### What the task asks
Each line of the data has to be written out again exactly as shown.
---- Dataset records
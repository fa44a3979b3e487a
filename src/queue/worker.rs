//! Background retry task.

use std::sync::Arc;
use std::time::Duration;

use tokio::sync::oneshot;
use tokio::task::JoinHandle;
use tokio::time::{interval_at, Instant, MissedTickBehavior};
use tracing::{debug, warn};

use super::{Dispatch, OutboundQueue};

/// Shortest period the worker ticks at.
const MIN_INTERVAL: Duration = Duration::from_millis(1);

/// Runs retry passes on a fixed period, or sooner when the queue is woken.
#[derive(Debug)]
pub struct RetryWorker {
    shutdown: oneshot::Sender<()>,
    task: JoinHandle<()>,
}

impl RetryWorker {
    /// Spawn the worker on the current runtime.
    ///
    /// `interval` is raised to at least one millisecond.
    pub fn spawn<D: Dispatch>(
        queue: Arc<OutboundQueue>,
        dispatcher: Arc<D>,
        interval: Duration,
    ) -> Self {
        if interval < MIN_INTERVAL {
            warn!(?interval, "retry interval too short, using {:?}", MIN_INTERVAL);
        }
        let interval = interval.max(MIN_INTERVAL);
        let (shutdown, shutdown_rx) = oneshot::channel();
        let task = tokio::spawn(run(queue, dispatcher, interval, shutdown_rx));
        Self { shutdown, task }
    }

    /// Stop the worker, abandoning any attempt in flight. Entries already
    /// delivered stay delivered; the interrupted entry goes back to pending.
    pub async fn stop(self) {
        let _ = self.shutdown.send(());
        if let Err(e) = self.task.await {
            warn!(error = %e, "retry worker ended abnormally");
        }
    }
}

async fn run<D: Dispatch>(
    queue: Arc<OutboundQueue>,
    dispatcher: Arc<D>,
    interval: Duration,
    mut shutdown: oneshot::Receiver<()>,
) {
    let mut ticker = interval_at(Instant::now() + interval, interval);
    ticker.set_missed_tick_behavior(MissedTickBehavior::Delay);

    loop {
        tokio::select! {
            biased;
            _ = &mut shutdown => break,
            _ = ticker.tick() => {}
            _ = queue.woken() => {}
        }
        if queue.is_closed() {
            break;
        }
        if queue.is_empty() {
            continue;
        }

        tokio::select! {
            biased;
            _ = &mut shutdown => {
                queue.requeue_in_flight();
                break;
            }
            report = queue.retry_pass(dispatcher.as_ref()) => {
                if !report.completed.is_empty() || report.failed.is_some() {
                    debug!(
                        completed = report.completed.len(),
                        exhausted = report.exhausted.len(),
                        remaining = queue.len(),
                        "retry pass finished"
                    );
                }
            }
        }
    }
    debug!("retry worker stopped");
}
//! Core types shared by every layer: constants, the error taxonomy and
//! collaborator traits.

mod constants;
mod error;
mod traits;

pub use constants::*;
pub use error::*;
pub use traits::*;
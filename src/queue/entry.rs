//! Queue entries and delivery receipts.

use std::fmt;

use chrono::{DateTime, Utc};
use serde::Serialize;
use tokio::sync::oneshot;

use crate::core::QueueError;

/// Queue entry identifier, increasing in enqueue order.
#[derive(Debug, Clone, Copy, PartialEq, Eq, Hash, PartialOrd, Ord, Serialize)]
pub struct EntryId(pub u64);

impl fmt::Display for EntryId {
    fn fmt(&self, f: &mut fmt::Formatter<'_>) -> fmt::Result {
        write!(f, "entry-{}", self.0)
    }
}

/// Delivery state of an entry.
#[derive(Debug, Clone, Copy, PartialEq, Eq, Serialize)]
#[serde(rename_all = "snake_case")]
pub enum EntryStatus {
    /// Waiting for the next retry pass.
    Pending,
    /// A delivery attempt is in flight.
    Sending,
    /// Attempts exhausted. Terminal.
    Failed,
    /// Delivered to at least one peer. Terminal.
    Completed,
}

impl EntryStatus {
    /// Whether the entry will never be attempted again.
    pub fn is_terminal(self) -> bool {
        matches!(self, EntryStatus::Failed | EntryStatus::Completed)
    }
}

/// One encoded message awaiting delivery.
#[derive(Debug, Clone, Serialize)]
pub struct QueueEntry {
    /// Identifier.
    pub id: EntryId,
    /// Encoded message.
    #[serde(skip)]
    pub payload: Vec<u8>,
    /// Enqueue time.
    pub created: DateTime<Utc>,
    /// Failed delivery attempts so far.
    pub retries: u32,
    /// Current status.
    pub status: EntryStatus,
}

impl QueueEntry {
    pub(crate) fn new(id: EntryId, payload: Vec<u8>) -> Self {
        Self {
            id,
            payload,
            created: Utc::now(),
            retries: 0,
            status: EntryStatus::Pending,
        }
    }
}

pub(crate) type Outcome = Result<usize, QueueError>;

/// Resolves once the entry reaches a terminal state.
///
/// Dropping the receipt does not cancel delivery.
#[derive(Debug)]
pub struct DeliveryReceipt {
    id: EntryId,
    rx: oneshot::Receiver<Outcome>,
}

impl DeliveryReceipt {
    pub(crate) fn new(id: EntryId) -> (oneshot::Sender<Outcome>, Self) {
        let (tx, rx) = oneshot::channel();
        (tx, Self { id, rx })
    }

    /// Entry this receipt tracks.
    pub fn id(&self) -> EntryId {
        self.id
    }

    /// Wait for the outcome: the number of peers the message reached, or
    /// the terminal failure.
    pub async fn wait(self) -> Result<usize, QueueError> {
        self.rx.await.unwrap_or(Err(QueueError::Closed))
    }

    /// Outcome if already decided.
    pub fn try_outcome(&mut self) -> Option<Result<usize, QueueError>> {
        match self.rx.try_recv() {
            Ok(outcome) => Some(outcome),
            Err(oneshot::error::TryRecvError::Empty) => None,
            Err(oneshot::error::TryRecvError::Closed) => Some(Err(QueueError::Closed)),
        }
    }
}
--------
### Response below
repository fa44a3979b3e487a
filename src/queue/worker.rs
//! Background retry task.

use std::sync::Arc;
use std::time::Duration;

use tokio::sync::oneshot;
use tokio::task::JoinHandle;
use tokio::time::{interval_at, Instant, MissedTickBehavior};
use tracing::{debug, warn};

use super::{Dispatch, OutboundQueue};

/// Shortest period the worker ticks at.
const MIN_INTERVAL: Duration = Duration::from_millis(1);

/// Runs retry passes on a fixed period, or sooner when the queue is woken.
#[derive(Debug)]
pub struct RetryWorker {
    shutdown: oneshot::Sender<()>,
    task: JoinHandle<()>,
}

impl RetryWorker {
    /// Spawn the worker on the current runtime.
    ///
    /// `interval` is raised to at least one millisecond.
    pub fn spawn<D: Dispatch>(
        queue: Arc<OutboundQueue>,
        dispatcher: Arc<D>,
        interval: Duration,
    ) -> Self {
        if interval < MIN_INTERVAL {
            warn!(?interval, "retry interval too short, using {:?}", MIN_INTERVAL);
        }
        let interval = interval.max(MIN_INTERVAL);
        let (shutdown, shutdown_rx) = oneshot::channel();
        let task = tokio::spawn(run(queue, dispatcher, interval, shutdown_rx));
        Self { shutdown, task }
    }

    /// Stop the worker, abandoning any attempt in flight. Entries already
    /// delivered stay delivered; the interrupted entry goes back to pending.
    pub async fn stop(self) {
        let _ = self.shutdown.send(());
        if let Err(e) = self.task.await {
            warn!(error = %e, "retry worker ended abnormally");
        }
    }
}

async fn run<D: Dispatch>(
    queue: Arc<OutboundQueue>,
    dispatcher: Arc<D>,
    interval: Duration,
    mut shutdown: oneshot::Receiver<()>,
) {
    let mut ticker = interval_at(Instant::now() + interval, interval);
    ticker.set_missed_tick_behavior(MissedTickBehavior::Delay);

    loop {
        tokio::select! {
            biased;
            _ = &mut shutdown => break,
            _ = ticker.tick() => {}
            _ = queue.woken() => {}
        }
        if queue.is_closed() {
            break;
        }
        if queue.is_empty() {
            continue;
        }

        tokio::select! {
            biased;
            _ = &mut shutdown => {
                queue.requeue_in_flight();
                break;
            }
            report = queue.retry_pass(dispatcher.as_ref()) => {
                if !report.completed.is_empty() || report.failed.is_some() {
                    debug!(
                        completed = report.completed.len(),
                        exhausted = report.exhausted.len(),
                        remaining = queue.len(),
                        "retry pass finished"
                    );
                }
            }
        }
    }
    debug!("retry worker stopped");
}
//! Core types shared by every layer: constants, the error taxonomy and
//! collaborator traits.

mod constants;
mod error;
mod traits;

pub use constants::*;
pub use error::*;
pub use traits::*;
filename src/queue/entry.rs
//! Queue entries and delivery receipts.

use std::fmt;

use chrono::{DateTime, Utc};
use serde::Serialize;
use tokio::sync::oneshot;

use crate::core::QueueError;

/// Queue entry identifier, increasing in enqueue order.
#[derive(Debug, Clone, Copy, PartialEq, Eq, Hash, PartialOrd, Ord, Serialize)]
pub struct EntryId(pub u64);

impl fmt::Display for EntryId {
    fn fmt(&self, f: &mut fmt::Formatter<'_>) -> fmt::Result {
        write!(f, "entry-{}", self.0)
    }
}

/// Delivery state of an entry.
#[derive(Debug, Clone, Copy, PartialEq, Eq, Serialize)]
#[serde(rename_all = "snake_case")]
pub enum EntryStatus {
    /// Waiting for the next retry pass.
    Pending,
    /// A delivery attempt is in flight.
    Sending,
    /// Attempts exhausted. Terminal.
    Failed,
    /// Delivered to at least one peer. Terminal.
    Completed,
}

impl EntryStatus {
    /// Whether the entry will never be attempted again.
    pub fn is_terminal(self) -> bool {
        matches!(self, EntryStatus::Failed | EntryStatus::Completed)
    }
}

/// One encoded message awaiting delivery.
#[derive(Debug, Clone, Serialize)]
pub struct QueueEntry {
    /// Identifier.
    pub id: EntryId,
    /// Encoded message.
    #[serde(skip)]
    pub payload: Vec<u8>,
    /// Enqueue time.
    pub created: DateTime<Utc>,
    /// Failed delivery attempts so far.
    pub retries: u32,
    /// Current status.
    pub status: EntryStatus,
}

impl QueueEntry {
    pub(crate) fn new(id: EntryId, payload: Vec<u8>) -> Self {
        Self {
            id,
            payload,
            created: Utc::now(),
            retries: 0,
            status: EntryStatus::Pending,
        }
    }
}

pub(crate) type Outcome = Result<usize, QueueError>;

/// Resolves once the entry reaches a terminal state.
///
/// Dropping the receipt does not cancel delivery.
#[derive(Debug)]
pub struct DeliveryReceipt {
    id: EntryId,
    rx: oneshot::Receiver<Outcome>,
}

impl DeliveryReceipt {
    pub(crate) fn new(id: EntryId) -> (oneshot::Sender<Outcome>, Self) {
        let (tx, rx) = oneshot::channel();
        (tx, Self { id, rx })
    }

    /// Entry this receipt tracks.
    pub fn id(&self) -> EntryId {
        self.id
    }

    /// Wait for the outcome: the number of peers the message reached, or
    /// the terminal failure.
    pub async fn wait(self) -> Result<usize, QueueError> {
        self.rx.await.unwrap_or(Err(QueueError::Closed))
    }

    /// Outcome if already decided.
    pub fn try_outcome(&mut self) -> Option<Result<usize, QueueError>> {
        match self.rx.try_recv() {
            Ok(outcome) => Some(outcome),
            Err(oneshot::error::TryRecvError::Empty) => None,
            Err(oneshot::error::TryRecvError::Closed) => Some(Err(QueueError::Closed)),
        }
    }
}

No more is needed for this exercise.